◆ **Saved entries**
···

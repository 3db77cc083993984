#![warn(clippy::all, clippy::pedantic)]
#![allow(
    // Allow sign loss when going from signed to unsigned types since we validate values are non-negative before casting
    clippy::cast_sign_loss
)]

use bevy_ecs::prelude::Resource;
use log::{debug, info};
use std::time::Duration;

use crate::components::{Board, Piece, Shape, TetrominoType};
use crate::game::{self, BOARD_HEIGHT, BOARD_WIDTH, STARTING_LEVEL};

/// Lifecycle of a game session.
#[derive(Debug, Clone, Copy, PartialEq, Eq, Default)]
pub enum SessionState {
    #[default]
    NotStarted,
    Playing,
    GameOver,
}

/// Result of one gravity step.
#[derive(Debug, Clone, Copy, PartialEq, Eq)]
pub enum DropOutcome {
    /// The piece moved down one row.
    Falling,
    /// The piece could not move and was merged into the board.
    Landed { lines_cleared: usize },
    /// No game is in progress; nothing changed.
    Inactive,
}

/// What a render target sees in one board cell.
#[derive(Debug, Clone, Copy, PartialEq, Eq)]
pub enum CellView {
    Empty,
    Filled,
    Active,
}

/// Read-only view of the board with the falling piece painted in.
#[derive(Debug, Clone, PartialEq, Eq)]
pub struct Snapshot {
    pub width: usize,
    pub height: usize,
    rows: Vec<Vec<CellView>>,
}

impl Snapshot {
    #[must_use]
    pub fn rows(&self) -> &[Vec<CellView>] {
        &self.rows
    }

    #[must_use]
    pub fn get(&self, x: usize, y: usize) -> Option<CellView> {
        self.rows.get(y).and_then(|row| row.get(x)).copied()
    }

    /// Cells in row-major order, `height * width` of them.
    pub fn cells(&self) -> impl Iterator<Item = CellView> + '_ {
        self.rows.iter().flatten().copied()
    }
}

/// The board state engine: grid, falling piece, score and level.
#[derive(Resource, Debug, Clone)]
pub struct GameSession {
    pub board: Board,
    pub current_piece: Option<Piece>,
    pub score: u32,
    pub level: u32,
    pub lines_cleared: u32,
    state: SessionState,
    rng: fastrand::Rng,
}

impl Default for GameSession {
    fn default() -> Self {
        Self::new(fastrand::Rng::new())
    }
}

impl GameSession {
    #[must_use]
    pub fn new(rng: fastrand::Rng) -> Self {
        Self {
            board: Board::new(BOARD_WIDTH, BOARD_HEIGHT),
            current_piece: None,
            score: 0,
            level: STARTING_LEVEL,
            lines_cleared: 0,
            state: SessionState::NotStarted,
            rng,
        }
    }

    #[must_use]
    pub fn with_seed(seed: u64) -> Self {
        Self::new(fastrand::Rng::with_seed(seed))
    }

    #[must_use]
    pub fn state(&self) -> SessionState {
        self.state
    }

    #[must_use]
    pub fn is_playing(&self) -> bool {
        self.state == SessionState::Playing
    }

    #[must_use]
    pub fn is_game_over(&self) -> bool {
        self.state == SessionState::GameOver
    }

    /// Gravity interval for the current level.
    #[must_use]
    pub fn drop_interval(&self) -> Duration {
        game::drop_interval(self.level)
    }

    /// Begins a fresh game from any state.
    pub fn start(&mut self) {
        self.init_board();
        self.score = 0;
        self.level = STARTING_LEVEL;
        self.lines_cleared = 0;
        self.state = SessionState::Playing;
        self.spawn_piece();
        if !self.current_position_is_valid() {
            self.state = SessionState::GameOver;
        }
        info!("New game started");
    }

    pub fn init_board(&mut self) {
        self.board.clear();
    }

    /// Replaces the current piece with a random one at the top center. Legality is left to the caller.
    pub fn spawn_piece(&mut self) {
        let tetromino_type = TetrominoType::random(&mut self.rng);
        debug!("Spawning {tetromino_type:?}");
        self.current_piece = Some(Piece::spawn(tetromino_type, self.board.width));
    }

    pub fn try_move(&mut self, dx: i32, dy: i32) -> bool {
        let Some(shape) = self.current_piece.as_ref().map(|piece| piece.shape.clone()) else {
            return false;
        };
        self.try_move_with(dx, dy, shape)
    }

    /// Moves the piece by `(dx, dy)` wearing `shape`. Commits only if every block lands on a free cell.
    pub fn try_move_with(&mut self, dx: i32, dy: i32, shape: Shape) -> bool {
        if !self.is_playing() {
            return false;
        }
        let Some(piece) = self.current_piece.as_mut() else {
            return false;
        };

        let target = piece.position.offset(dx, dy);
        if !self.board.is_valid_position(&shape, target) {
            return false;
        }

        piece.position = target;
        piece.shape = shape;
        true
    }

    pub fn move_left(&mut self) -> bool {
        self.try_move(-1, 0)
    }

    pub fn move_right(&mut self) -> bool {
        self.try_move(1, 0)
    }

    /// Turns the piece clockwise in place. Blocked rotations leave the piece as it was.
    pub fn rotate(&mut self) -> bool {
        let Some(rotated) = self
            .current_piece
            .as_ref()
            .map(|piece| piece.shape.rotated_clockwise())
        else {
            return false;
        };
        self.try_move_with(0, 0, rotated)
    }

    pub fn move_down(&mut self) -> DropOutcome {
        if !self.is_playing() || self.current_piece.is_none() {
            return DropOutcome::Inactive;
        }
        if self.try_move(0, 1) {
            return DropOutcome::Falling;
        }

        self.merge_piece();
        let lines_cleared = self.clear_lines();
        let points = self.score_for(lines_cleared);
        if lines_cleared > 0 {
            info!(
                "Cleared {lines_cleared} lines for {points} points (score {}, level {})",
                self.score, self.level
            );
        }

        self.spawn_piece();
        if !self.current_position_is_valid() {
            self.state = SessionState::GameOver;
            info!("Game over with final score {}", self.score);
        }

        DropOutcome::Landed { lines_cleared }
    }

    fn merge_piece(&mut self) {
        if let Some(piece) = self.current_piece.as_ref() {
            self.board.lock_piece(piece);
        }
    }

    pub fn clear_lines(&mut self) -> usize {
        let lines_cleared = self.board.clear_lines();
        self.lines_cleared += u32::try_from(lines_cleared).unwrap_or(u32::MAX);
        lines_cleared
    }

    /// Awards points for `lines_cleared` at the current level, then recomputes the level.
    pub fn score_for(&mut self, lines_cleared: usize) -> u32 {
        let points = game::line_clear_points(lines_cleared).saturating_mul(self.level);
        self.score = self.score.saturating_add(points);
        self.level = game::level_for_score(self.score);
        points
    }

    fn current_position_is_valid(&self) -> bool {
        self.current_piece
            .as_ref()
            .is_some_and(|piece| self.board.is_valid_position(&piece.shape, piece.position))
    }

    #[must_use]
    pub fn snapshot_with_active_piece(&self) -> Snapshot {
        let mut rows: Vec<Vec<CellView>> = self
            .board
            .rows
            .iter()
            .map(|row| {
                row.iter()
                    .map(|cell| {
                        if cell.is_filled() {
                            CellView::Filled
                        } else {
                            CellView::Empty
                        }
                    })
                    .collect()
            })
            .collect();

        if let Some(piece) = self.current_piece.as_ref() {
            for (x, y) in piece.blocks() {
                if x < 0 || y < 0 {
                    continue;
                }
                if let Some(view) = rows
                    .get_mut(y as usize)
                    .and_then(|row| row.get_mut(x as usize))
                {
                    *view = CellView::Active;
                }
            }
        }

        Snapshot {
            width: self.board.width,
            height: self.board.height,
            rows,
        }
    }
}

···

◆ **Task statement**
Please count the lines in the data that include the word "seed" and report the number by itself.

◆ **Exercise output**
2